鉄骨鉄筋コンクリート造、地上6階、地下1階、塔屋1階。平面形状は日の字型で、建築面積4,665.99m2、延床面積28,314.48m2、高さ39.79m。重量は約73,400トン。建築費は300万円(当時)。
1938年の完成時から警察部局も庁舎内に入っていたため、地下1階には留置場が設置されていた[3]。地下1階の留置場は愛知県警察本部庁舎が竣工した1970年代まで使用され、その後は倉庫として使用された[3]。
また、完成時、屋根は銅板葺きだったが第二次世界大戦中に金属として供出されたため、1954年(昭和29年)に復元された[4]。外構に関しては、戦時中、隣接する名古屋市庁舎では空襲の標的になるのを避けるため屋根や外壁の一部にコールタールが塗られていたとされ、愛知県庁舎も同様だったとみられる[4]。
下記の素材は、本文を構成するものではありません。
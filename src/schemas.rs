use crate::domain::TransactionEntry;
use crate::stripe::models::{PaymentMethod, TransferReversal};
use serde::{Deserialize, Serialize};
use utoipa::ToSchema;

// Request bodies keep every field optional so that missing values surface as
// validation errors rather than extractor rejections.

#[derive(Debug, Default, Deserialize, ToSchema)]
#[serde(rename_all = "camelCase")]
pub struct CreateCustomerRequest {
    pub email: Option<String>,
    pub name: Option<String>,
    pub user_id: Option<String>,
}

#[derive(Debug, Serialize, Deserialize, ToSchema)]
#[serde(rename_all = "camelCase")]
pub struct CreateCustomerResponse {
    pub customer_id: String,
}

#[derive(Debug, Default, Deserialize, ToSchema)]
pub struct CreateConnectAccountRequest {
    pub email: Option<String>,
}

#[derive(Debug, Serialize, Deserialize, ToSchema)]
#[serde(rename_all = "camelCase")]
pub struct CreateConnectAccountResponse {
    pub account_id: String,
}

#[derive(Debug, Default, Deserialize, ToSchema)]
#[serde(rename_all = "camelCase")]
pub struct AccountLinkRequest {
    pub account_id: Option<String>,
}

#[derive(Debug, Serialize, Deserialize, ToSchema)]
pub struct AccountLinkResponse {
    pub url: String,
}

#[derive(Debug, Default, Deserialize, ToSchema)]
#[serde(rename_all = "camelCase")]
pub struct CreatePaymentIntentRequest {
    pub amount: Option<i64>,
    pub customer_id: Option<String>,
    pub owner_connect_account_id: Option<String>,
    pub description: Option<String>,
    pub currency: Option<String>,
    pub platform_fee: Option<i64>,
}

#[derive(Debug, Serialize, Deserialize, ToSchema)]
#[serde(rename_all = "camelCase")]
pub struct CreatePaymentIntentResponse {
    pub client_secret: Option<String>,
    pub payment_intent_id: String,
    pub transfer_group: String,
}

#[derive(Debug, Default, Deserialize, ToSchema)]
#[serde(rename_all = "camelCase")]
pub struct RefundRequest {
    pub payment_intent_id: Option<String>,
}

#[derive(Debug, Clone, Copy, PartialEq, Eq, Serialize, Deserialize, ToSchema)]
#[serde(rename_all = "snake_case")]
pub enum ReversalStatus {
    /// The payment carried no settlement group, so nothing was unwound.
    NoTransferGroup,
    NoTransfers,
    Reversed,
}

#[derive(Debug, Serialize, Deserialize, ToSchema)]
#[serde(rename_all = "camelCase")]
pub struct RefundResponse {
    pub success: bool,
    pub refund_id: String,
    pub refund_status: Option<String>,
    pub transfer_reversed: bool,
    pub reversal_status: ReversalStatus,
    pub transfer_group: Option<String>,
    pub transfers_found: usize,
    /// Last reversal issued, if any.
    #[schema(value_type = Option<Object>)]
    pub reversal: Option<TransferReversal>,
    #[schema(value_type = Vec<Object>)]
    pub reversals: Vec<TransferReversal>,
}

#[derive(Debug, Default, Deserialize, ToSchema)]
#[serde(rename_all = "camelCase")]
pub struct CustomerRequest {
    pub customer_id: Option<String>,
}

#[derive(Debug, Serialize, Deserialize, ToSchema)]
#[serde(rename_all = "camelCase")]
pub struct SetupIntentResponse {
    pub client_secret: Option<String>,
}

#[derive(Debug, Serialize, Deserialize, ToSchema)]
#[serde(rename_all = "camelCase")]
pub struct EphemeralKeyResponse {
    pub ephemeral_key: String,
}

#[derive(Debug, Serialize, Deserialize, ToSchema)]
pub struct PaymentMethodsResponse {
    #[schema(value_type = Vec<Object>)]
    pub methods: Vec<PaymentMethod>,
}

#[derive(Debug, Default, Deserialize, ToSchema)]
#[serde(rename_all = "camelCase")]
pub struct DetachPaymentMethodRequest {
    pub payment_method_id: Option<String>,
}

#[derive(Debug, Serialize, Deserialize, ToSchema)]
pub struct DetachPaymentMethodResponse {
    pub success: bool,
    pub id: String,
}

#[derive(Debug, Serialize, Deserialize, ToSchema)]
#[serde(rename_all = "camelCase")]
pub struct ConfigResponse {
    pub publishable_key: String,
}

#[derive(Debug, Default, Deserialize, ToSchema)]
#[serde(rename_all = "camelCase")]
pub struct OwnerTransactionsRequest {
    pub connect_account_id: Option<String>,
}

#[derive(Debug, Serialize, Deserialize, ToSchema)]
pub struct TransactionsResponse {
    pub transactions: Vec<TransactionEntry>,
}

#[derive(Debug, Default, Deserialize, ToSchema)]
#[serde(rename_all = "camelCase")]
pub struct DeleteAccountsRequest {
    pub customer_id: Option<String>,
    pub connect_account_id: Option<String>,
}

#[derive(Debug, Clone, Serialize, Deserialize, ToSchema)]
pub struct DeletionResult {
    pub id: String,
    pub success: bool,
    #[serde(skip_serializing_if = "Option::is_none")]
    pub error: Option<String>,
}

#[derive(Debug, Default, Serialize, Deserialize, ToSchema)]
#[serde(rename_all = "camelCase")]
pub struct DeletionDetails {
    #[serde(skip_serializing_if = "Option::is_none")]
    pub customer: Option<DeletionResult>,
    #[serde(skip_serializing_if = "Option::is_none")]
    pub connect_account: Option<DeletionResult>,
}

#[derive(Debug, Serialize, Deserialize, ToSchema)]
pub struct DeleteAccountsResponse {
    pub success: bool,
    pub details: DeletionDetails,
}
pub mod config;
pub mod domain;
pub mod error;
pub mod handlers;
pub mod health;
pub mod middleware;
pub mod ports;
pub mod schemas;
pub mod services;
pub mod stripe;
pub mod validation;

use crate::health::{HealthChecker, PlatformChecker};
use crate::ports::PaymentPlatform;
use crate::services::{AccountService, HistoryService, SettlementService};
use axum::{
    middleware as axum_middleware,
    routing::{delete, get, post},
    Router,
};
use std::sync::Arc;
use utoipa::OpenApi;

/// OpenAPI document for the settlement gateway
#[derive(OpenApi)]
#[openapi(
    paths(
        handlers::health,
        handlers::payments::create_payment_intent,
        handlers::payments::refund,
        handlers::transactions::renter_transactions,
        handlers::transactions::owner_transactions,
        handlers::customers::delete_accounts,
    ),
    components(
        schemas(
            health::HealthResponse,
            health::DependencyStatus,
            schemas::CreatePaymentIntentRequest,
            schemas::CreatePaymentIntentResponse,
            schemas::RefundRequest,
            schemas::RefundResponse,
            schemas::ReversalStatus,
            schemas::CustomerRequest,
            schemas::OwnerTransactionsRequest,
            schemas::TransactionsResponse,
            schemas::DeleteAccountsRequest,
            schemas::DeleteAccountsResponse,
            schemas::DeletionDetails,
            schemas::DeletionResult,
            domain::TransactionEntry,
            domain::TransactionKind,
        )
    ),
    info(
        title = "Settlement Gateway API",
        description = "Booking payments routed to owner accounts, with refunds that unwind their transfers"
    ),
    tags(
        (name = "Health", description = "Health check endpoints"),
        (name = "Settlements", description = "Payment and refund flow"),
        (name = "Transactions", description = "Renter and owner history"),
        (name = "Accounts", description = "Account housekeeping"),
    )
)]
pub struct ApiDoc;

#[derive(Clone)]
pub struct AppState {
    pub platform: Arc<dyn PaymentPlatform>,
    pub settlements: SettlementService,
    pub history: HistoryService,
    pub accounts: AccountService,
    pub health_checker: Arc<HealthChecker>,
    pub publishable_key: String,
    pub allowed_origins: Option<Vec<String>>,
}

impl AppState {
    pub fn new(platform: Arc<dyn PaymentPlatform>, publishable_key: impl Into<String>) -> Self {
        let health_checker =
            HealthChecker::new().add_checker(Box::new(PlatformChecker::new(platform.clone())));

        Self {
            settlements: SettlementService::new(platform.clone()),
            history: HistoryService::new(platform.clone()),
            accounts: AccountService::new(platform.clone()),
            health_checker: Arc::new(health_checker),
            publishable_key: publishable_key.into(),
            allowed_origins: None,
            platform,
        }
    }

    pub fn with_allowed_origins(mut self, origins: Option<Vec<String>>) -> Self {
        self.allowed_origins = origins;
        self
    }
}

pub fn create_app(app_state: AppState) -> Router {
    let cors = middleware::cors::create_cors_layer(app_state.allowed_origins.clone());

    Router::new()
        .route("/", get(handlers::root))
        .route("/health", get(handlers::health))
        .route("/config", get(handlers::config))
        .route("/api-docs/openapi.json", get(handlers::openapi_json))
        .route("/create-stripe-customer", post(handlers::customers::create_customer))
        .route("/create-connect-account", post(handlers::connect::create_connect_account))
        .route("/create-connect-account-link", post(handlers::connect::create_account_link))
        .route("/create-payment-intent", post(handlers::payments::create_payment_intent))
        .route("/refund", post(handlers::payments::refund))
        .route("/create-setup-intent", post(handlers::payments::create_setup_intent))
        .route("/create-ephemeral-key", post(handlers::payments::create_ephemeral_key))
        .route(
            "/list-payment-methods/:customer_id",
            get(handlers::customers::list_payment_methods),
        )
        .route("/detach-payment-method", post(handlers::customers::detach_payment_method))
        .route("/transactions/renter", post(handlers::transactions::renter_transactions))
        .route("/transactions/owner", post(handlers::transactions::owner_transactions))
        .route("/stripe/delete-accounts", delete(handlers::customers::delete_accounts))
        .layer(axum_middleware::from_fn(
            middleware::request_logger::request_logger_middleware,
        ))
        .layer(cors)
        .with_state(app_state)
}
use crate::error::AppError;
use crate::schemas::{
    CreatePaymentIntentRequest, CreatePaymentIntentResponse, CustomerRequest, EphemeralKeyResponse,
    RefundRequest, RefundResponse, SetupIntentResponse,
};
use crate::services::SettlementRequest;
use crate::validation::{required, ValidatedJson};
use crate::AppState;
use axum::{extract::State, Json};

/// Open a booking payment
///
/// Creates a payment intent whose funds are routed to the owner's connected account,
/// less the platform fee, under a freshly minted transfer group.
#[utoipa::path(
    post,
    path = "/create-payment-intent",
    request_body = CreatePaymentIntentRequest,
    responses(
        (status = 200, description = "Payment intent created", body = CreatePaymentIntentResponse),
        (status = 400, description = "Missing amount, customerId or ownerConnectAccountId"),
        (status = 500, description = "Rejected by the payment platform")
    ),
    tag = "Settlements"
)]
pub async fn create_payment_intent(
    State(state): State<AppState>,
    ValidatedJson(payload): ValidatedJson<CreatePaymentIntentRequest>,
) -> Result<Json<CreatePaymentIntentResponse>, AppError> {
    let request = SettlementRequest::try_from(payload)?;
    let handle = state.settlements.initiate(request).await?;

    Ok(Json(CreatePaymentIntentResponse {
        client_secret: handle.client_secret,
        payment_intent_id: handle.payment_intent_id,
        transfer_group: handle.transfer_group.to_string(),
    }))
}

/// Refund a booking payment
///
/// Refunds the renter in full and reverses every transfer in the payment's transfer
/// group.
#[utoipa::path(
    post,
    path = "/refund",
    request_body = RefundRequest,
    responses(
        (status = 200, description = "Refund issued", body = RefundResponse),
        (status = 400, description = "Missing paymentIntentId"),
        (status = 500, description = "Refund failed, or refund succeeded but reversal failed")
    ),
    tag = "Settlements"
)]
pub async fn refund(
    State(state): State<AppState>,
    ValidatedJson(payload): ValidatedJson<RefundRequest>,
) -> Result<Json<RefundResponse>, AppError> {
    let payment_intent_id = required("paymentIntentId", payload.payment_intent_id)?;
    let outcome = state.settlements.reverse(&payment_intent_id).await?;

    Ok(Json(RefundResponse {
        success: true,
        refund_id: outcome.refund.id.clone(),
        refund_status: outcome.refund.status.clone(),
        transfer_reversed: outcome.transfer_reversed(),
        reversal_status: outcome.status(),
        transfer_group: outcome.transfer_group.as_ref().map(|g| g.to_string()),
        transfers_found: outcome.transfers_found,
        reversal: outcome.last_reversal().cloned(),
        reversals: outcome.reversals,
    }))
}

pub async fn create_setup_intent(
    State(state): State<AppState>,
    ValidatedJson(payload): ValidatedJson<CustomerRequest>,
) -> Result<Json<SetupIntentResponse>, AppError> {
    let customer_id = required("customerId", payload.customer_id)?;
    let intent = state.platform.create_setup_intent(&customer_id).await?;

    Ok(Json(SetupIntentResponse {
        client_secret: intent.client_secret,
    }))
}

pub async fn create_ephemeral_key(
    State(state): State<AppState>,
    ValidatedJson(payload): ValidatedJson<CustomerRequest>,
) -> Result<Json<EphemeralKeyResponse>, AppError> {
    let customer_id = required("customerId", payload.customer_id)?;
    let key = state.platform.create_ephemeral_key(&customer_id).await?;

    Ok(Json(EphemeralKeyResponse {
        ephemeral_key: key.secret,
    }))
}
2002年 - 2003年度の構造調査で、東海・東南海連動型地震で想定される震度6弱の揺れにより中破もしくは大破すると予測されたため[5]、2005年(平成17年)12月から2009年(平成21年)12月まで鉛入り積層ゴムアイソレータ等を採用した免震工事を実施した。これによりゴムや鋼板などでできた免震装置128基が地下1階の部屋(先述の留置場跡)の一部を撤去して設置された[3]。この耐震改修工事は一般社団法人日本建築防災協会が主催する「平成25年度耐震改修優秀建築・貢献者表彰(第3回)」において耐震改修優秀建築賞を受賞している[6]。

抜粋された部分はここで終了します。